More generally, the general solution of the linear system
\begin{align}
x' &= gx+y \\
y' &= -x+gy
\end{align}
is
\begin{align}
 x(t) &= c_1 e^{g t} \cos (t)+c_2e^{g t} \sin(t) \\
 y(t) &= c_2 e^{g t} \cos (t)-c_1e^{g t} \sin (t). \\
\end{align}
Thus, we can see that the larger $g$ is, the faster the rate of radial growth relative to the rotation.  Here's an illustration of the phase portraits for various values of $g$:

A: From the Cartesian description, you've found that the origin is an unstable focus, with eigenvalues $\lambda_{\pm} = 2048 \pm i$. The reason you don't see the turning behaviour at the origin is because the radial expansion rate is a couple of thousand times higher than the turning rate. In other words, the imaginary part is almost negligible compared with the real part of the eigenvalues. So, it looks very much like an unstable node with double real eigenvalue $\lambda = 2048$ -- which is a star.

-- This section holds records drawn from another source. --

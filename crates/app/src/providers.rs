use anyhow::{Context, Result};
use std::sync::Arc;
use std::time::Duration;

use extract::{LanguageModel, OllamaClient, OpenAiClient};
use index::{Embedder, EmbeddingClient, OpenAiEmbeddingClient};
use ingest::{BpeTokenizer, Tokenizer};

use crate::config::{ProviderConfig, ProviderKind};

/// External capabilities shared by every stage of a run.
#[derive(Clone)]
pub struct Services {
    pub llm: Arc<dyn LanguageModel>,
    pub embedder: Arc<dyn Embedder>,
    pub tokenizer: Arc<dyn Tokenizer>,
}

/// Build clients for the configured provider. The OpenAI-compatible
/// provider needs `OPENAI_API_KEY`.
pub fn connect(config: &ProviderConfig) -> Result<Services> {
    connect_with_key(config, std::env::var("OPENAI_API_KEY").ok())
}

pub fn connect_with_key(config: &ProviderConfig, api_key: Option<String>) -> Result<Services> {
    let timeout = Duration::from_secs(config.request_timeout_secs);

    let (llm, embedder): (Arc<dyn LanguageModel>, Arc<dyn Embedder>) = match config.kind {
        ProviderKind::OpenAi => {
            let key = api_key
                .filter(|k| !k.trim().is_empty())
                .context("OPENAI_API_KEY must be set to use the openai provider")?;
            (
                Arc::new(OpenAiClient::new(
                    config.base_url.clone(),
                    key.clone(),
                    config.chat_model.clone(),
                    timeout,
                )?),
                Arc::new(OpenAiEmbeddingClient::new(
                    config.base_url.clone(),
                    key,
                    config.embedding_model.clone(),
                    timeout,
                )?),
            )
        }
        ProviderKind::Ollama => (
            Arc::new(OllamaClient::with_timeout(
                config.base_url.clone(),
                config.chat_model.clone(),
                timeout,
            )?),
            Arc::new(EmbeddingClient::with_timeout(
                config.base_url.clone(),
                config.embedding_model.clone(),
                timeout,
            )?),
        ),
    };

    let tokenizer = BpeTokenizer::for_encoding(&config.tokenizer)
        .context(format!("Failed to load tokenizer {:?}", config.tokenizer))?;

    tracing::info!(
        provider = ?config.kind,
        chat_model = %config.chat_model,
        embedding_model = %config.embedding_model,
        tokenizer = %config.tokenizer,
        "Connected providers"
    );

    Ok(Services {
        llm,
        embedder,
        tokenizer: Arc::new(tokenizer),
    })
}

#[cfg(test)]
mod tests {
    use super::*;

    #[test]
    fn openai_without_key_is_fatal() {
        let config = ProviderConfig::default();
        assert!(connect_with_key(&config, None).is_err());
        assert!(connect_with_key(&config, Some("  ".into())).is_err());
        assert!(connect_with_key(&config, Some("sk-test".into())).is_ok());
    }

    #[test]
    fn ollama_needs_no_key() {
        let config = ProviderConfig {
            kind: ProviderKind::Ollama,
            base_url: "http://localhost:11434".into(),
            ..ProviderConfig::default()
        };
        assert!(connect_with_key(&config, None).is_ok());
    }

    #[test]
    fn unknown_tokenizer_is_fatal() {
        let config = ProviderConfig {
            tokenizer: "r50k_typo".into(),
            ..ProviderConfig::default()
        };
        assert!(connect_with_key(&config, Some("sk-test".into())).is_err());
    }
}
pub mod chunk;
pub mod chunker;
pub mod manifest;
pub mod reader;
pub mod tokenizer;

pub use chunk::Chunk;
pub use chunker::{ChunkError, Chunker, ChunkerConfig};
pub use manifest::ChunkManifest;
pub use reader::FileReader;
pub use tokenizer::{BpeTokenizer, Tokenizer, DEFAULT_ENCODING};

use anyhow::Result;
use std::path::Path;
use std::sync::Arc;

/// Read the corpus, cut it into windows and persist the manifest.
/// An existing manifest for a different corpus stops the run.
pub async fn prepare_chunks(
    input: &Path,
    config: ChunkerConfig,
    tokenizer: Arc<dyn Tokenizer>,
    manifest_path: &Path,
) -> Result<Vec<Chunk>> {
    let chunker = Chunker::new(config, tokenizer)?;
    let content = FileReader::read_corpus(input).await?;
    let fresh = ChunkManifest::new(&config, chunker.chunk_text(&content));

    if let Some(existing) = ChunkManifest::load(manifest_path).await? {
        existing.ensure_same_corpus(&fresh)?;
    }

    fresh.save(manifest_path).await?;
    fresh.save_lines(&manifest_path.with_extension("txt")).await?;

    tracing::info!(
        chunks = fresh.chunks.len(),
        max_tokens = config.max_tokens,
        overlap = config.overlap,
        "Chunked corpus"
    );

    Ok(fresh.chunks)
}

#[cfg(test)]
mod tests {
    use super::*;

    #[tokio::test]
    async fn prepare_is_repeatable_and_guards_renumbering() {
        let dir = tempfile::tempdir().unwrap();
        let input = dir.path().join("corpus.txt");
        let manifest = dir.path().join("chunks.json");
        std::fs::write(&input, "Ada Lovelace wrote the first program for the Analytical Engine.").unwrap();
        let config = ChunkerConfig { max_tokens: 8, overlap: 2 };

        let first = prepare_chunks(&input, config, Arc::new(BpeTokenizer::o200k().unwrap()), &manifest)
            .await
            .unwrap();
        let second = prepare_chunks(&input, config, Arc::new(BpeTokenizer::o200k().unwrap()), &manifest)
            .await
            .unwrap();
        assert_eq!(first, second);
        assert!(dir.path().join("chunks.txt").exists());

        std::fs::write(&input, "A different corpus entirely.").unwrap();
        let err = prepare_chunks(&input, config, Arc::new(BpeTokenizer::o200k().unwrap()), &manifest).await;
        assert!(err.is_err());
    }
}
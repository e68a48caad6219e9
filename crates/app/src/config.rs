use anyhow::{Context, Result};
use serde::{Deserialize, Serialize};
use std::path::{Path, PathBuf};

use extract::PromptTemplate;
use ingest::ChunkerConfig;
use query::{RetrieverConfig, DEFAULT_ANSWER_PROMPT};

#[derive(Debug, Clone, Default, Serialize, Deserialize)]
#[serde(default)]
pub struct AppConfig {
    pub provider: ProviderConfig,
    pub chunking: ChunkerConfig,
    pub concurrency: ConcurrencyConfig,
    pub retrieval: RetrievalConfig,
    pub checkpoint: CheckpointConfig,
    pub paths: PathsConfig,
    pub prompts: PromptsConfig,
}

#[derive(Debug, Clone, Copy, Serialize, Deserialize, PartialEq)]
#[serde(rename_all = "lowercase")]
pub enum ProviderKind {
    OpenAi,
    Ollama,
}

#[derive(Debug, Clone, Serialize, Deserialize)]
#[serde(default)]
pub struct ProviderConfig {
    pub kind: ProviderKind,
    pub base_url: String,
    pub chat_model: String,
    pub embedding_model: String,
    pub temperature: f32,
    pub request_timeout_secs: u64,
    /// BPE encoding used for chunk and context token budgets.
    pub tokenizer: String,
}

#[derive(Debug, Clone, Serialize, Deserialize)]
#[serde(default)]
pub struct ConcurrencyConfig {
    pub extraction_workers: usize,
    pub embedding_workers: usize,
    pub answer_workers: usize,
}

#[derive(Debug, Clone, Serialize, Deserialize)]
#[serde(default)]
pub struct RetrievalConfig {
    pub top_k1: usize,
    pub top_k2: usize,
    #[serde(flatten)]
    pub retriever: RetrieverConfig,
}

#[derive(Debug, Clone, Serialize, Deserialize)]
#[serde(default)]
pub struct CheckpointConfig {
    pub extraction_every: usize,
    pub answer_every: usize,
}

#[derive(Debug, Clone, Serialize, Deserialize)]
#[serde(default)]
pub struct PathsConfig {
    /// Each dataset lives in `<data_root>/<dataset>/`.
    pub data_root: PathBuf,
}

#[derive(Debug, Clone, Serialize, Deserialize)]
#[serde(default)]
pub struct PromptsConfig {
    pub extraction: PromptTemplate,
    pub answer: PromptTemplate,
}

impl Default for ProviderConfig {
    fn default() -> Self {
        Self {
            kind: ProviderKind::OpenAi,
            base_url: "https://api.openai.com/v1".to_string(),
            chat_model: "gpt-4o-mini".to_string(),
            embedding_model: "text-embedding-3-small".to_string(),
            temperature: 0.0,
            request_timeout_secs: 120,
            tokenizer: ingest::DEFAULT_ENCODING.to_string(),
        }
    }
}

impl Default for ConcurrencyConfig {
    fn default() -> Self {
        Self {
            extraction_workers: 50,
            embedding_workers: 50,
            answer_workers: 30,
        }
    }
}

impl Default for RetrievalConfig {
    fn default() -> Self {
        Self {
            top_k1: 30,
            top_k2: 5,
            retriever: RetrieverConfig::default(),
        }
    }
}

impl Default for CheckpointConfig {
    fn default() -> Self {
        Self {
            extraction_every: 10,
            answer_every: 10,
        }
    }
}

impl Default for PathsConfig {
    fn default() -> Self {
        Self {
            data_root: PathBuf::from("data"),
        }
    }
}

impl Default for PromptsConfig {
    fn default() -> Self {
        Self {
            extraction: PromptTemplate::extraction(),
            answer: PromptTemplate::new(DEFAULT_ANSWER_PROMPT),
        }
    }
}

impl AppConfig {
    /// Defaults, overlaid with the TOML file when one is given.
    pub fn load(path: Option<&Path>) -> Result<Self> {
        let Some(path) = path else {
            return Ok(Self::default());
        };
        let contents = std::fs::read_to_string(path)
            .context(format!("Failed to read config: {:?}", path))?;
        toml::from_str(&contents).context(format!("Failed to parse config: {:?}", path))
    }

    pub fn dataset_dir(&self, dataset: &str) -> PathBuf {
        self.paths.data_root.join(dataset)
    }

    /// Reject settings that cannot produce a consistent corpus snapshot.
    pub fn validate(&self) -> Result<()> {
        self.chunking.validate()?;

        let workers = [
            ("extraction_workers", self.concurrency.extraction_workers),
            ("embedding_workers", self.concurrency.embedding_workers),
            ("answer_workers", self.concurrency.answer_workers),
            ("checkpoint.extraction_every", self.checkpoint.extraction_every),
            ("checkpoint.answer_every", self.checkpoint.answer_every),
            ("retrieval.top_k1", self.retrieval.top_k1),
            ("retrieval.top_k2", self.retrieval.top_k2),
        ];
        for (name, value) in workers {
            if value == 0 {
                anyhow::bail!("{} must be at least 1", name);
            }
        }

        if self.retrieval.top_k2 > self.retrieval.top_k1 {
            anyhow::bail!(
                "top_k2 ({}) must not exceed top_k1 ({})",
                self.retrieval.top_k2,
                self.retrieval.top_k1
            );
        }

        self.prompts.extraction.ensure_placeholders(&["document"])?;
        self.prompts.answer.ensure_placeholders(&["context", "question"])?;
        Ok(())
    }
}

#[cfg(test)]
mod tests {
    use super::*;

    #[test]
    fn defaults_are_valid() {
        let config = AppConfig::default();
        assert!(config.validate().is_ok());
        assert_eq!(config.retrieval.top_k1, 30);
        assert_eq!(config.retrieval.retriever.max_context_tokens, 4000);
    }

    #[test]
    fn partial_toml_keeps_other_defaults() {
        let config: AppConfig = toml::from_str(
            r#"
            [provider]
            kind = "ollama"
            base_url = "http://localhost:11434"

            [chunking]
            max_tokens = 500
            overlap = 50

            [retrieval]
            top_k2 = 3
            max_context_tokens = 1500
            "#,
        )
        .unwrap();

        assert_eq!(config.provider.kind, ProviderKind::Ollama);
        assert_eq!(config.provider.request_timeout_secs, 120);
        assert_eq!(config.provider.tokenizer, "o200k_base");
        assert_eq!(config.chunking.max_tokens, 500);
        assert_eq!(config.retrieval.top_k1, 30);
        assert_eq!(config.retrieval.top_k2, 3);
        assert_eq!(config.retrieval.retriever.max_context_tokens, 1500);
        assert_eq!(config.retrieval.retriever.extra_witnesses, 2);
        assert!(config.validate().is_ok());
    }

    #[test]
    fn invalid_settings_are_rejected() {
        let mut config = AppConfig::default();
        config.chunking.overlap = config.chunking.max_tokens;
        assert!(config.validate().is_err());

        let mut config = AppConfig::default();
        config.concurrency.answer_workers = 0;
        assert!(config.validate().is_err());

        let mut config = AppConfig::default();
        config.retrieval.top_k2 = 31;
        assert!(config.validate().is_err());

        let mut config = AppConfig::default();
        config.prompts.answer = PromptTemplate::new("no slots");
        assert!(config.validate().is_err());
    }

    #[test]
    fn load_without_file_is_default() {
        let config = AppConfig::load(None).unwrap();
        assert_eq!(config.dataset_dir("hotpotQA"), PathBuf::from("data/hotpotQA"));
    }
}
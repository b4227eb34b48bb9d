//! Removal anonymization strategy

use super::{Anonymizer, PlaceholderSlot};

/// Removal strategy - excises the span entirely
pub struct RemovalStrategy;

impl RemovalStrategy {
    /// Create a new removal strategy
    pub fn new() -> Self {
        Self
    }
}

impl Anonymizer for RemovalStrategy {
    fn replacement(&self, _matched: &str, _slot: &PlaceholderSlot) -> String {
        String::new()
    }
}

impl Default for RemovalStrategy {
    fn default() -> Self {
        Self::new()
    }
}
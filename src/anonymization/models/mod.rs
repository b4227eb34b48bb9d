//! Data models for detections and processing results

pub mod pii_entity;

pub use pii_entity::{
    placeholder_name_for_tag, Detection, DetectionBackend, DetectionMethod, DetectionResult,
    PiiType,
};
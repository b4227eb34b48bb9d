// Stateful session and result export

pub mod export;
pub mod manager;

pub use export::{render_export, ExportArtifact, ExportFormat};
pub use manager::{ModelInfo, Session, HISTORY_LIMIT, SUPPORTED_ENTITY_TYPES};
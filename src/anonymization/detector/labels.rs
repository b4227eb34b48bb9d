//! Model label mapping
//!
//! Maps the entity labels emitted by the recognizer model onto [`PiiType`].
//! Token-level labels carry a BIO prefix (`B-PERSON`, `I-PERSON`) which is
//! stripped before lookup; labels outside the table map to
//! [`PiiType::Custom`].

use crate::anonymization::models::PiiType;

/// Version of the mapping table, bumped whenever an entry changes
pub const LABEL_TABLE_VERSION: u32 = 1;

/// Model label to PII type table
pub const LABEL_TABLE: &[(&str, PiiType)] = &[
    ("EMAIL_ADDRESS", PiiType::Email),
    ("PHONE_NUMBER", PiiType::Phone),
    ("PERSON", PiiType::Name),
    ("CREDIT_CARD_NUMBER", PiiType::CreditCard),
    ("LOCATION", PiiType::Address),
    ("IP_ADDRESS", PiiType::IpAddress),
    ("SSN", PiiType::Ssn),
    ("DATE_TIME", PiiType::DateOfBirth),
    ("PASSPORT_NUMBER", PiiType::Passport),
];

/// Strip a leading BIO prefix (`B-` or `I-`)
pub fn strip_prefix(label: &str) -> &str {
    label
        .strip_prefix("B-")
        .or_else(|| label.strip_prefix("I-"))
        .unwrap_or(label)
}

/// PII type for a raw model label
pub fn map_label(label: &str) -> PiiType {
    let stripped = strip_prefix(label);
    LABEL_TABLE
        .iter()
        .find(|(tag, _)| *tag == stripped)
        .map(|(_, pii_type)| *pii_type)
        .unwrap_or(PiiType::Custom)
}
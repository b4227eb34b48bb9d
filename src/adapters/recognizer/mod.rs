//! Token-classification recognizer adapters
//!
//! The NER model is consumed as an opaque capability: text goes in, scored
//! entity spans come out. [`EntityRecognizer`] is the seam; [`HttpRecognizer`]
//! speaks the Hugging Face inference protocol and test code plugs in stubs.

pub mod factory;
pub mod http;

use crate::config::{OffsetUnit, RecognizerConfig};
use crate::domain::RecognizerError;
use async_trait::async_trait;
use serde::{Deserialize, Serialize};

pub use factory::create_recognizer;
pub use http::HttpRecognizer;

/// One entity span as reported by the model
///
/// Aggregated pipelines report `entity_group`, token-level ones `entity`;
/// offsets are optional in the protocol.
#[derive(Debug, Clone, PartialEq, Serialize, Deserialize)]
pub struct RawSpan {
    /// Aggregated entity label
    #[serde(default, skip_serializing_if = "Option::is_none")]
    pub entity_group: Option<String>,

    /// Token-level entity label (BIO tagged)
    #[serde(default, skip_serializing_if = "Option::is_none")]
    pub entity: Option<String>,

    /// Matched text as seen by the model
    #[serde(default)]
    pub word: String,

    /// Start offset
    #[serde(default)]
    pub start: Option<usize>,

    /// End offset
    #[serde(default)]
    pub end: Option<usize>,

    /// Model score
    pub score: f32,
}

impl RawSpan {
    /// Label of the span, preferring the aggregated one
    pub fn label(&self) -> &str {
        self.entity_group
            .as_deref()
            .or(self.entity.as_deref())
            .unwrap_or_default()
    }
}

/// Request parameters forwarded to the model
#[derive(Debug, Clone, PartialEq, Serialize)]
pub struct RecognitionOptions {
    /// Span aggregation strategy
    pub aggregation_strategy: String,
    /// Labels the model should not report
    pub ignore_labels: Vec<String>,
}

impl Default for RecognitionOptions {
    fn default() -> Self {
        Self {
            aggregation_strategy: "simple".to_string(),
            ignore_labels: vec!["O".to_string()],
        }
    }
}

impl From<&RecognizerConfig> for RecognitionOptions {
    fn from(config: &RecognizerConfig) -> Self {
        Self {
            aggregation_strategy: config.aggregation_strategy.clone(),
            ignore_labels: config.ignore_labels.clone(),
        }
    }
}

/// Trait for NER backends
#[async_trait]
pub trait EntityRecognizer: Send + Sync {
    /// Prepare the backend; called once per session
    ///
    /// # Errors
    ///
    /// Any error leaves the session in fallback mode for good.
    async fn load(&self) -> Result<(), RecognizerError>;

    /// Recognize entities in `text`
    async fn recognize(
        &self,
        text: &str,
        options: &RecognitionOptions,
    ) -> Result<Vec<RawSpan>, RecognizerError>;

    /// Unit of the offsets in returned spans
    fn offset_unit(&self) -> OffsetUnit {
        OffsetUnit::Chars
    }
}
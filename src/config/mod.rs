//! Configuration management for Veil.
//!
//! This module provides TOML-based configuration loading, parsing, and
//! validation.
//!
//! # Overview
//!
//! Veil uses TOML configuration files with support for:
//! - Environment variable substitution (`${VAR_NAME}`)
//! - `VEIL_<SECTION>_<KEY>` environment overrides
//! - Default values for every setting
//! - Validation on load
//!
//! # Quick Start
//!
//! ```rust,no_run
//! use veil::config::load_config;
//!
//! # fn example() -> Result<(), Box<dyn std::error::Error>> {
//! let config = load_config("veil.toml")?;
//!
//! println!("Threshold: {}", config.detector.confidence_threshold);
//! println!("Recognizer enabled: {}", config.recognizer.enabled);
//! # Ok(())
//! # }
//! ```
//!
//! # Configuration Structure
//!
//! - [`ApplicationConfig`] - Log level
//! - [`DetectorConfig`] - Enabled types, confidence threshold, output mode
//! - [`RecognizerConfig`] - NER endpoint, token and request settings
//! - [`AuditConfig`] - Audit trail
//! - [`LoggingConfig`] - File logging
//!
//! # Example Configuration
//!
//! ```toml
//! [detector]
//! types = ["email", "phone", "name", "creditCard", "ssn", "address", "ipAddress"]
//! confidence_threshold = 0.8
//! mode = "mask"
//!
//! [recognizer]
//! enabled = true
//! endpoint = "https://api-inference.huggingface.co/models/iiiorg/piiranha-v1-detect-personal-information"
//! api_token = "${HF_API_TOKEN}"
//! ```

pub mod loader;
pub mod schema;
pub mod secret;

pub use crate::anonymization::config::{AuditConfig, DetectorConfig};
pub use loader::{default_config, load_config, load_config_from_str};
pub use schema::{ApplicationConfig, LoggingConfig, OffsetUnit, RecognizerConfig, VeilConfig};
pub use secret::{secret_string, secret_string_opt, SecretString, SecretValue};
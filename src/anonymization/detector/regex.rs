//! Regex-based fallback detector

use super::overlap::resolve_overlaps;
use super::{patterns::PatternRegistry, BackendStatus, DetectionOutcome, PiiDetector};
use crate::anonymization::config::DetectorConfig;
use crate::anonymization::models::{Detection, DetectionBackend, DetectionMethod};
use anyhow::Result;
use async_trait::async_trait;
use std::path::Path;
use std::sync::Arc;

/// Regex-based PII detector
///
/// Used on its own when no recognizer is configured, and as the fallback
/// path of [`HybridDetector`](super::HybridDetector). Matching is pure: the
/// same text always yields the same detections.
#[derive(Debug, Clone)]
pub struct RegexDetector {
    pattern_registry: Arc<PatternRegistry>,
}

impl RegexDetector {
    /// Create a new regex detector with the built-in patterns
    pub fn new() -> Result<Self> {
        let registry = PatternRegistry::default_patterns()?;
        Ok(Self::with_registry(registry))
    }

    /// Create a detector from an optional pattern library file
    pub fn from_library(path: Option<&Path>) -> Result<Self> {
        Ok(Self::with_registry(PatternRegistry::load(path)?))
    }

    /// Create a new regex detector with custom pattern registry
    pub fn with_registry(registry: PatternRegistry) -> Self {
        Self {
            pattern_registry: Arc::new(registry),
        }
    }

    /// Every match of every pattern, unfiltered and possibly overlapping
    pub fn scan(&self, text: &str) -> Vec<Detection> {
        let mut detections = Vec::new();

        for pattern in self.pattern_registry.all_patterns() {
            for matched in pattern.regex.find_iter(text) {
                let detection = Detection::new(
                    pattern.pii_type,
                    matched.as_str(),
                    matched.start(),
                    matched.end(),
                    DetectionMethod::Regex,
                )
                .with_confidence(pattern.confidence);
                detections.push(detection);
            }
        }

        detections
    }

    /// Matches accepted by `config`, overlap-free and ordered left to right
    ///
    /// Filtering happens before overlap resolution so that a disabled type
    /// can never shadow an enabled one.
    pub fn match_text(&self, text: &str, config: &DetectorConfig) -> Vec<Detection> {
        let accepted: Vec<Detection> = self
            .scan(text)
            .into_iter()
            .filter(|d| config.accepts(d.pii_type, d.confidence))
            .collect();

        resolve_overlaps(accepted)
    }
}

#[async_trait]
impl PiiDetector for RegexDetector {
    async fn detect(&self, text: &str, config: &DetectorConfig) -> DetectionOutcome {
        DetectionOutcome {
            detections: self.match_text(text, config),
            backend: DetectionBackend::Fallback,
        }
    }

    fn status(&self) -> BackendStatus {
        BackendStatus::Fallback
    }
}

The reason the Jacobian in cylindrical coordinates doesn't give you that much information, is that that coordinate system isn't defined at the origin. There, the entire line segment $\left\{ (r,\theta) \middle \vert\,r=0 \right\}$ corresponds with a point $(0,0)$ in the Cartesian description. 
You could manually tweak the system by boosting the angular velocity, i.e. use $\dot{\theta} = - 1000$. Then, you'll see that you recover the 'focus'-type behaviour you initially expected from the analysis.